> _PROBLEM DESCRIPTION_: In the entries that follow, the lines from the one with "instead of PostgreSQL" through the one with "real env vars)" are the ones to write out, exactly and with both ends included. Nothing else should appear.

> _MATERIAL SHOWN_:
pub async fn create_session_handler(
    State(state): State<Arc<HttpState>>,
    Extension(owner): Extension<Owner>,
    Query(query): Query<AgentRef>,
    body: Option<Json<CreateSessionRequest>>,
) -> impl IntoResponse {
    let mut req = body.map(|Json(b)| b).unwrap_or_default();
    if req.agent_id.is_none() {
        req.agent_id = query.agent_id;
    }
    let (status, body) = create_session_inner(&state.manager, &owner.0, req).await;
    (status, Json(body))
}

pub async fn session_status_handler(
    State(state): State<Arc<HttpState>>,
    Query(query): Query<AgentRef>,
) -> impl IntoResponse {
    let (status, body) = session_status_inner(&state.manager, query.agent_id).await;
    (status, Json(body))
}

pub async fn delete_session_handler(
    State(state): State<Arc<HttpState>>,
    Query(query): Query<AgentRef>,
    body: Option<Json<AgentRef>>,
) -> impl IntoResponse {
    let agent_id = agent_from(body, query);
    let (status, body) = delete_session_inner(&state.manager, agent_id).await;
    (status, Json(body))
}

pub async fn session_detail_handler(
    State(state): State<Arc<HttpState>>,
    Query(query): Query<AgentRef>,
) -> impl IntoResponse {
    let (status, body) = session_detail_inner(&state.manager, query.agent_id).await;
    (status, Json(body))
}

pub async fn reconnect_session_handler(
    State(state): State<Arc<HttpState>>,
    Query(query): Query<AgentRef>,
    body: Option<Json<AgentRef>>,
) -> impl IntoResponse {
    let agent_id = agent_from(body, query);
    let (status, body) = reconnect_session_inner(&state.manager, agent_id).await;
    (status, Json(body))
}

--

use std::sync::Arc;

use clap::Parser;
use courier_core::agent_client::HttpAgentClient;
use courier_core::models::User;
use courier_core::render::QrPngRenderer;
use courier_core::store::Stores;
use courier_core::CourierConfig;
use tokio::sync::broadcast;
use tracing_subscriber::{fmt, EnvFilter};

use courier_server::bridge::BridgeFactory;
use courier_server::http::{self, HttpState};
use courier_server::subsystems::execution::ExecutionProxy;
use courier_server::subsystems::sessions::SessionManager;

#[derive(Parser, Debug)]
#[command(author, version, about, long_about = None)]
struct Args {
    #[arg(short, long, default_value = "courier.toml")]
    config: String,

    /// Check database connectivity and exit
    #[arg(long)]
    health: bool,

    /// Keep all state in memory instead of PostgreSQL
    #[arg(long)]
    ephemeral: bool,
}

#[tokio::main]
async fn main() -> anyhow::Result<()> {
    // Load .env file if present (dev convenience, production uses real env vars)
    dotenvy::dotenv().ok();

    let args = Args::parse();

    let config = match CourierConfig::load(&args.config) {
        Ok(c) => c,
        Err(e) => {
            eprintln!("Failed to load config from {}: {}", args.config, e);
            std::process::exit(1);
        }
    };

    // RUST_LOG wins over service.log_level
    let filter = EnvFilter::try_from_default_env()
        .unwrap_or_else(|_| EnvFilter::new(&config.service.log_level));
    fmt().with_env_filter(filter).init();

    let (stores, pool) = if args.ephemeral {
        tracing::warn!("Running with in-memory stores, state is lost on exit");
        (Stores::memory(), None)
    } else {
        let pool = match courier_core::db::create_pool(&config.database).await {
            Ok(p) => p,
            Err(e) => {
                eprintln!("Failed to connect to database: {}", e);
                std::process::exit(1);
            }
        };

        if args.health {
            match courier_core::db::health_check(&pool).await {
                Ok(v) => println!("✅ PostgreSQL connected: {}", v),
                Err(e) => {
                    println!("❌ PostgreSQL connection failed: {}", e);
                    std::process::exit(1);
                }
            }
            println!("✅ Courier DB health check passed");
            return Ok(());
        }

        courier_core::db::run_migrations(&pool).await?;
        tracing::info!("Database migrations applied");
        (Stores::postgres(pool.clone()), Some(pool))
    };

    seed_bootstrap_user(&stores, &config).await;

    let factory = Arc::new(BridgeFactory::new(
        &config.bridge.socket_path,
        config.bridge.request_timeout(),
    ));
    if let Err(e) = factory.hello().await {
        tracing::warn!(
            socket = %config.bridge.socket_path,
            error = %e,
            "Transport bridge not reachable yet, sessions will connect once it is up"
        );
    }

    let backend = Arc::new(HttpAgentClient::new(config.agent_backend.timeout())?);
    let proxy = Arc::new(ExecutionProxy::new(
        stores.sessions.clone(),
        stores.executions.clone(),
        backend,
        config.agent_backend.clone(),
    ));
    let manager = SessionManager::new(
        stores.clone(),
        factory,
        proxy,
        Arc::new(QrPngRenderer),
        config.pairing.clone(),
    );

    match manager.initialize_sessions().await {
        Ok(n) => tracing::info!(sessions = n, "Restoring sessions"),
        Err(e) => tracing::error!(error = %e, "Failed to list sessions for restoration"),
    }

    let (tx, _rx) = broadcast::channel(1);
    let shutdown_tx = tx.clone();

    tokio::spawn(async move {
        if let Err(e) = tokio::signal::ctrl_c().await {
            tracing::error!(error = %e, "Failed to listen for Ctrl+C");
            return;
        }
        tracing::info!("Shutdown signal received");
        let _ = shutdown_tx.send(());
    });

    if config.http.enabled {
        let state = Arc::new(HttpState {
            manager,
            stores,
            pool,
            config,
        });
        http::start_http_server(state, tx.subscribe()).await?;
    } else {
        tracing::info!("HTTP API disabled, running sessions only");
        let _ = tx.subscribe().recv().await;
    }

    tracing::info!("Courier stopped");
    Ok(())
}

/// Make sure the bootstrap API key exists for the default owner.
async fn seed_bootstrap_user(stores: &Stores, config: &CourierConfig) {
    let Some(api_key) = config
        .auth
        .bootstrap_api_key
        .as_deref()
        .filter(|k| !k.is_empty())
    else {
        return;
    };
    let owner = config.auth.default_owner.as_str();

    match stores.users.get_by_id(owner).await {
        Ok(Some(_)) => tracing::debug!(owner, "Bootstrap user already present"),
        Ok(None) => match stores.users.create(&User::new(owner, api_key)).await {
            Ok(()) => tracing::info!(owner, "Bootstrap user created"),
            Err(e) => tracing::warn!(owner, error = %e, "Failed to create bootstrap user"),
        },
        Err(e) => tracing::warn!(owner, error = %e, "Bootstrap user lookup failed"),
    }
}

> _THE ANSWER_:
    /// Keep all state in memory instead of PostgreSQL
    #[arg(long)]
    ephemeral: bool,
}

#[tokio::main]
async fn main() -> anyhow::Result<()> {
    // Load .env file if present (dev convenience, production uses real env vars)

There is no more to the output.